Of course not all these claims are true. Coca-Cola tried selling filtered tap water at 95p a half litre, but people saw through the bullshit as they could buy the same tap water from Thames Water for
3p a litre. However, that also had a rather longer shelf life than one or two days.
On Wed, 06 Feb 2008 20:48:33 +0000 someone who may be Andy Champ wrote this:-
Perhaps the HSE are lazy and incompetent, as is alleged. I'm not a fan of theirs and I doubt if they would avoid poking their noses into something. The only thing they have not wanted to poke their noses into is road safety.
My Hotpoint was 22 years old last December. It had new bearings 21 years ago (a right saga as the repairman was going to leave us with 2 small children in nappies over the christmas holidays and a washing machine in bits, as he had no bearings on his van) and they were again replaced last year. It hasn't fallen apart, and 20 years (between bearings) is longer tham most get out of four washing machines.
Probably sterile water (UV sterilisation?) goes in the sterile bottles for commercially bottled stuff. I'd also hazard a guess that it's filtered, so there's virtually no nutrient material for any organisms that do get in. It's not a fair comparison with putting mains water into a storage tank in a loft.
If you put mains water into an opaque plastic water bottle, it will be noticeably whiffy inside 1 or 2 days.
The blue MDPE water pipes should not be used above ground because they're translucent and aooarently you get algae growing in them, so the mains water probably already has some bugs and some nutrients in it.
Mains water, straight from the tap, has a much lower bug count than bottled stuff, IIRC
Not only fewer bugs but it has stuff(1) that kills bugs.

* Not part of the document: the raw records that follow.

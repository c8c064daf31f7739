//! # Initialization
//!
//! Wires the production [`TriageApi`]: resolves the OS directories, loads the layered
//! configuration and picks the trash directory.
//!
//! ## Directories
//!
//! Resolved with `directories::ProjectDirs` for the application name `triage`:
//!
//! | Purpose | Linux | macOS |
//! |---------|-------|-------|
//! | config (`triage.toml`) | `~/.config/triage` | `~/Library/Application Support/triage` |
//! | data (default trash) | `~/.local/share/triage` | `~/Library/Application Support/triage` |
//!
//! Task files themselves live wherever the user puts them; they are addressed by path.

use crate::api::TriageApi;
use crate::config::TriageConfig;
use crate::error::{Result, TriageError};
use crate::store::fs::FileStore;
use directories::ProjectDirs;
use std::path::{Path, PathBuf};

#[derive(Debug, Clone, PartialEq, Eq)]
pub struct AppDirs {
    pub config_dir: PathBuf,
    pub data_dir: PathBuf,
}

impl AppDirs {
    pub fn discover() -> Result<Self> {
        let dirs = ProjectDirs::from("", "", "triage").ok_or_else(|| {
            TriageError::Config("Could not determine a home directory".to_string())
        })?;
        Ok(Self {
            config_dir: dirs.config_dir().to_path_buf(),
            data_dir: dirs.data_dir().to_path_buf(),
        })
    }
}

pub struct TriageContext {
    pub api: TriageApi<FileStore>,
    pub dirs: AppDirs,
}

/// Builds the production context. `config_file` is an explicit `--config` path.
pub fn initialize(config_file: Option<&Path>) -> Result<TriageContext> {
    initialize_with(AppDirs::discover()?, config_file)
}

pub fn initialize_with(dirs: AppDirs, config_file: Option<&Path>) -> Result<TriageContext> {
    let config = TriageConfig::load(config_file, Some(&dirs.config_dir))?;
    let trash_dir = config.trash_dir(&dirs.data_dir);
    tracing::debug!(
        config_dir = %dirs.config_dir.display(),
        trash_dir = %trash_dir.display(),
        "initialized"
    );

    Ok(TriageContext {
        api: TriageApi::new(FileStore::new(), config, trash_dir),
        dirs,
    })
}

The bug killer stays in solution if you use a fizzy drink bottle so it will last ages. If you use a none gas tight bottle the bug killer goes away after about 24 hrs and it is just like bottled water. Depending on where you get your water tap water tastes better than bottled water after the stuff has gone.
1) not really chlorine but often referred to as that.

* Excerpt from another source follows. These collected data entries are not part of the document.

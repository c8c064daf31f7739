//! # Configuration
//!
//! Configuration is loaded with [`confique`], layering sources in priority order:
//!
//! 1. **Environment variables**: `TRIAGE_RANDOM_NAME_LENGTH`, `TRIAGE_FAVORITE_MARK`,
//!    `TRIAGE_TRASH_DIR`.
//! 2. **Explicit file**: passed with `--config` on the command line. Must exist.
//! 3. **User config**: `triage.toml` in the OS config directory (via `directories`).
//! 4. **Compiled defaults**: `#[config(default = ...)]` below.
//!
//! ## Available Settings
//!
//! | Key | Default | Description |
//! |-----|---------|-------------|
//! | `image_extensions` | `.jpg .jpeg .png .gif .bmp .webp .tif .tiff` | Files classified as images |
//! | `video_extensions` | `.mp4 .mov .avi .mkv .webm .m4v .wmv` | Files classified as videos |
//! | `random_name_length` | `10` | Length of names produced by `rename --random` |
//! | `favorite_mark` | `[★]` | Marker prefixed to favorite file names |
//! | `trash_dir` | `<data dir>/trash` | Where trashed files are moved |
//!
//! The two extension groups double as the classification table used when a task file is
//! loaded: a path whose extension is in neither group cannot be turned back into an item.

use crate::error::{Result, TriageError};
use crate::model::MediaKind;
use confique::Config;
use serde::{Deserialize, Serialize};
use std::path::{Path, PathBuf};

pub const CONFIG_FILENAME: &str = "triage.toml";

fn default_image_ext() -> Vec<String> {
    [".jpg", ".jpeg", ".png", ".gif", ".bmp", ".webp", ".tif", ".tiff"]
        .iter()
        .map(|s| s.to_string())
        .collect()
}

fn default_video_ext() -> Vec<String> {
    [".mp4", ".mov", ".avi", ".mkv", ".webm", ".m4v", ".wmv"]
        .iter()
        .map(|s| s.to_string())
        .collect()
}

/// Configuration for triage, stored in `triage.toml`.
#[derive(Config, Serialize, Deserialize, Debug, Clone, PartialEq, Eq)]
pub struct TriageConfig {
    /// Extensions classified as images (e.g. ".jpg", ".png").
    #[config(default = [".jpg", ".jpeg", ".png", ".gif", ".bmp", ".webp", ".tif", ".tiff"])]
    pub image_extensions: Vec<String>,

    /// Extensions classified as videos (e.g. ".mp4", ".mov").
    #[config(default = [".mp4", ".mov", ".avi", ".mkv", ".webm", ".m4v", ".wmv"])]
    pub video_extensions: Vec<String>,

    /// Length of generated random file names.
    #[config(default = 10, env = "TRIAGE_RANDOM_NAME_LENGTH")]
    pub random_name_length: usize,

    /// Marker prefixed to the names of favorite files.
    #[config(default = "[★]", env = "TRIAGE_FAVORITE_MARK")]
    pub favorite_mark: String,

    /// Directory trashed files are moved into. Falls back to the data directory.
    #[config(env = "TRIAGE_TRASH_DIR")]
    pub trash_dir: Option<PathBuf>,
}

impl Default for TriageConfig {
    fn default() -> Self {
        Self {
            image_extensions: default_image_ext(),
            video_extensions: default_video_ext(),
            random_name_length: 10,
            favorite_mark: "[★]".to_string(),
            trash_dir: None,
        }
    }
}

impl TriageConfig {
    /// Loads the layered configuration. `explicit` must exist when given; the file in
    /// `config_dir` is optional.
    pub fn load(explicit: Option<&Path>, config_dir: Option<&Path>) -> Result<Self> {
        let mut builder = TriageConfig::builder().env();

        if let Some(path) = explicit {
            if !path.is_file() {
                return Err(TriageError::Config(format!(
                    "Config file not found: {}",
                    path.display()
                )));
            }
            builder = builder.file(path);
        }
        if let Some(dir) = config_dir {
            builder = builder.file(dir.join(CONFIG_FILENAME));
        }

        let config = builder.load()?;
        tracing::debug!(?config, "configuration loaded");
        Ok(config)
    }

    pub fn extension_groups(&self) -> ExtensionGroups {
        ExtensionGroups::new(&self.image_extensions, &self.video_extensions)
    }

    /// Trash directory, defaulting to `<data_dir>/trash`.
    pub fn trash_dir(&self, data_dir: &Path) -> PathBuf {
        self.trash_dir
            .clone()
            .unwrap_or_else(|| data_dir.join("trash"))
    }
}

/// Normalizes an extension to lower case with a leading dot.
pub fn normalize_ext(ext: &str) -> String {
    let ext = ext.trim().to_lowercase();
    if ext.starts_with('.') {
        ext
    } else {
        format!(".{}", ext)
    }
}

/// Classification table mapping file extensions to a [`MediaKind`].
#[derive(Debug, Clone, PartialEq, Eq)]
pub struct ExtensionGroups {
    image: Vec<String>,
    video: Vec<String>,
}

impl ExtensionGroups {
    pub fn new<S: AsRef<str>>(image: &[S], video: &[S]) -> Self {
        Self {
            image: image.iter().map(|e| normalize_ext(e.as_ref())).collect(),
            video: video.iter().map(|e| normalize_ext(e.as_ref())).collect(),
        }
    }

    pub fn kind_of(&self, path: &Path) -> Option<MediaKind> {
        let ext = normalize_ext(&path.extension()?.to_string_lossy());
        if self.image.contains(&ext) {
            Some(MediaKind::Image)
        } else if self.video.contains(&ext) {
            Some(MediaKind::Video)
        } else {
            None
        }
    }

    /// Like [`kind_of`](Self::kind_of), but an unknown extension is an error.
    pub fn classify(&self, path: &Path) -> Result<MediaKind> {
        self.kind_of(path).ok_or_else(|| TriageError::UnknownKind {
            path: path.to_path_buf(),
        })
    }

    /// Every known extension, images first.
    pub fn all(&self) -> Vec<String> {
        self.image.iter().chain(self.video.iter()).cloned().collect()
    }
}

impl Default for ExtensionGroups {
    fn default() -> Self {
        TriageConfig::default().extension_groups()
    }
}

#[cfg(test)]
mod tests {
    use super::*;
    use std::fs;

    #[test]
    fn test_default_config() {
        let config = TriageConfig::default();
        assert_eq!(config.random_name_length, 10);
        assert_eq!(config.favorite_mark, "[★]");
        assert!(config.image_extensions.contains(&".jpg".to_string()));
        assert!(config.video_extensions.contains(&".mp4".to_string()));
    }

    #[test]
    fn test_normalize_ext() {
        assert_eq!(normalize_ext("JPG"), ".jpg");
        assert_eq!(normalize_ext(".Mp4"), ".mp4");
        assert_eq!(normalize_ext(" png "), ".png");
    }

    #[test]
    fn test_classify_by_extension() {
        let groups = ExtensionGroups::new(&[".jpg"], &["mp4"]);
        assert_eq!(
            groups.classify(Path::new("/a/b.JPG")).unwrap(),
            MediaKind::Image
        );
        assert_eq!(
            groups.classify(Path::new("/a/b.mp4")).unwrap(),
            MediaKind::Video
        );
        assert!(matches!(
            groups.classify(Path::new("/a/notes.txt")),
            Err(TriageError::UnknownKind { .. })
        ));
        assert!(groups.kind_of(Path::new("/a/no_extension")).is_none());
    }

    #[test]
    fn test_trash_dir_fallback() {
        let config = TriageConfig::default();
        assert_eq!(
            config.trash_dir(Path::new("/data")),
            PathBuf::from("/data/trash")
        );

        let config = TriageConfig {
            trash_dir: Some(PathBuf::from("/bin-here")),
            ..Default::default()
        };
        assert_eq!(
            config.trash_dir(Path::new("/data")),
            PathBuf::from("/bin-here")
        );
    }

    #[test]
    fn test_load_from_file() {
        let dir = tempfile::tempdir().unwrap();
        fs::write(
            dir.path().join(CONFIG_FILENAME),
            "image_extensions = [\".heic\"]\nrandom_name_length = 4\n",
        )
        .unwrap();

        let config = TriageConfig::load(None, Some(dir.path())).unwrap();
        assert_eq!(config.image_extensions, vec![".heic"]);
        assert_eq!(config.random_name_length, 4);
        assert_eq!(config.video_extensions, default_video_ext());
    }

    #[test]
    fn test_missing_explicit_file_is_an_error() {
        let dir = tempfile::tempdir().unwrap();
        let result = TriageConfig::load(Some(&dir.path().join("nope.toml")), None);
        assert!(matches!(result, Err(TriageError::Config(_))));
    }
}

I just took one out of my garage which has been in there for a few years (bottled up when water main was being replaced). It still looks fine, and no smell at all.

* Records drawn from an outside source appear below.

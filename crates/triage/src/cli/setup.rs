use clap::{Args, Parser, Subcommand};
use std::path::PathBuf;

#[derive(Parser, Debug)]
#[command(name = "triage", bin_name = "triage", version)]
#[command(
    about = "Review a folder of photos and videos one file at a time",
    long_about = None
)]
pub struct Cli {
    #[command(subcommand)]
    pub command: Option<Commands>,

    /// Task file to work on (.yaml or .yml)
    #[arg(short, long, global = true, env = "TRIAGE_TASK", help_heading = "Options")]
    pub task: Option<PathBuf>,

    /// Read configuration from this file as well
    #[arg(short, long, global = true, help_heading = "Options")]
    pub config: Option<PathBuf>,

    /// Verbose output (debug logs on stderr)
    #[arg(short, long, global = true, help_heading = "Options")]
    pub verbose: bool,
}

#[derive(Subcommand, Debug)]
pub enum Commands {
    /// Create a task from the media files in a directory
    New {
        /// Directory to crawl
        root: PathBuf,

        /// Only include these extensions (e.g. jpg mp4)
        #[arg(short, long, num_args = 1..)]
        ext: Vec<String>,

        /// Do not descend into sub-directories
        #[arg(long)]
        local: bool,

        /// Shuffle the files
        #[arg(long)]
        shuffle: bool,

        /// Overwrite an existing task file
        #[arg(long)]
        force: bool,
    },

    /// Show details of the current file
    #[command(alias = "cur")]
    Show {
        #[arg(long)]
        json: bool,
    },

    /// Show task progress
    #[command(alias = "st")]
    Status {
        #[arg(long)]
        json: bool,
    },

    /// Mark the current file reviewed and move on
    #[command(alias = "n")]
    Next,

    /// Go back to the previously reviewed file
    #[command(alias = "b")]
    Back,

    /// Move the current file into a category and move on
    #[command(alias = "mv")]
    Move {
        /// Category name (exact)
        category: String,
    },

    /// Move the current file to the trash and drop it from the task
    #[command(alias = "rm")]
    Trash,

    /// Rename the current file, keeping its extension
    Rename(RenameArgs),

    /// Toggle the favorite mark on the current file
    Fav,

    /// Shuffle the remaining files
    Shuffle,

    /// Manage categories
    #[command(alias = "cat")]
    Category {
        #[command(subcommand)]
        action: CategoryCommands,
    },

    /// Copy every file carrying the favorite mark into a directory
    Favorites {
        /// Directory to search recursively
        root: PathBuf,

        /// Directory to copy into (must exist)
        dest: PathBuf,

        /// Copy into a sub-directory named after each file's parent
        #[arg(long)]
        subdirs: bool,
    },

    /// Print the resolved configuration
    Config,
}

#[derive(Args, Debug)]
#[group(required = true, multiple = false)]
pub struct RenameArgs {
    /// New name, without extension
    pub name: Option<String>,

    /// Use a random name instead
    #[arg(long)]
    pub random: bool,
}

#[derive(Subcommand, Debug)]
pub enum CategoryCommands {
    /// Add a directory as a category
    Add {
        /// Destination directory (must exist)
        path: PathBuf,

        /// Category name (defaults to the directory name)
        #[arg(short, long)]
        name: Option<String>,
    },

    /// Remove the category with this name and path
    #[command(alias = "rm")]
    Remove { name: String, path: PathBuf },

    /// Remove all categories
    Clear,

    /// List categories
    #[command(alias = "ls")]
    List {
        /// Only names with a word starting with this
        #[arg(short, long, default_value = "")]
        filter: String,

        #[arg(long)]
        json: bool,
    },

    /// Replace the categories with the sub-directories of a directory
    FromDir { dir: PathBuf },
}
use crate::commands::{CmdMessage, CmdResult};
use crate::task::Task;
use rand::Rng;

pub fn run(task: &mut Task) -> CmdResult {
    with_rng(task, &mut rand::thread_rng())
}

pub fn with_rng<R: Rng + ?Sized>(task: &mut Task, rng: &mut R) -> CmdResult {
    if task.size() < 2 {
        return CmdResult::default().with_message(CmdMessage::info("Nothing to shuffle"));
    }
    task.shuffle_pending(rng);
    CmdResult::default()
        .with_message(CmdMessage::success(format!(
            "Shuffled {} pending files",
            task.size()
        )))
        .modified()
}

#[cfg(test)]
mod tests {
    use super::*;
    use crate::test_utils::TestEnv;
    use rand::SeedableRng;
    use rand::rngs::StdRng;

    #[test]
    fn shuffles_pending_only() {
        let env = TestEnv::new();
        let mut task = env.task(&["a.jpg", "b.jpg", "c.jpg", "d.jpg", "e.jpg"]);
        task.advance();

        let result = with_rng(&mut task, &mut StdRng::seed_from_u64(7));

        assert!(result.modified);
        assert_eq!(task.size(), 4);
        assert_eq!(task.last_reviewed().unwrap().file_name(), "a.jpg");
        let mut names: Vec<String> = task.pending().iter().map(|i| i.file_name()).collect();
        names.sort();
        assert_eq!(names, vec!["b.jpg", "c.jpg", "d.jpg", "e.jpg"]);
    }

    #[test]
    fn single_item_is_not_shuffled() {
        let env = TestEnv::new();
        let mut task = env.task(&["a.jpg"]);
        assert!(!run(&mut task).modified);
    }
}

Yes, I heard someone from one of the water companies say that they are not permitted to supply water with anything like the bacteria content normally found in bottled water.
Bacteria does not automatically imply deterioration. Nutrients for the bacteria will be required too.
Sorry for my late reply. What is a DRV/needle valve?
If you have a well insulated system, would you still need to do this? Wouldn't the insulation prevent the heat loss in the first place?
By the way, I see there are two thicknesses of pipe lagging. I can't remember the 15mm one but for 22mmm pipe it's either 13mm or 19mm thick. The difference with the 15mm variety is more pronounced. The thick version is called "bylaw approved" or some such. How effective are these. is one variety far superior to the other?
I don't know much about legionnaires other than it lives in water tanks and you need to heat the water to 60 deg C to kill it. Doesn't copper supposedly inhibit it?
What is it, what are the symptoms? Does it live in the tanks in the loft?
I had seen some pumps (for showers IIRC) advertised as bronze but had not realised the significance: steel ones won't rust in a CH system because there is an inhibitor which is not present in HW.
I bought a CH pump recently but I think it said it had a resin impeller. I presume it's some sort of plastic?
I guess I need to lift some floorboards upstairs and run some new pipes. Or wait until I replace the kitchen ceiling and do it from underneath. The kitchen has an external wall. Am I right that you should not drill through joists too near the end? I will have to plan the pipe route carefully.
I am confused about the return pipe diameter though; one reply says
8mm; the other says 15mm. Which would I need?
Of course, it's not just the HW that goes through the concrete floor. So does the cold water. I guess that's ok left there?
So too does the CH ;( So you'll be telling me to re-plumb that I guess?
Would the best ay be to run the CH upstairs and drop it down each wall inside some box work? Can I hide pipes behind skirting or is that forbidden?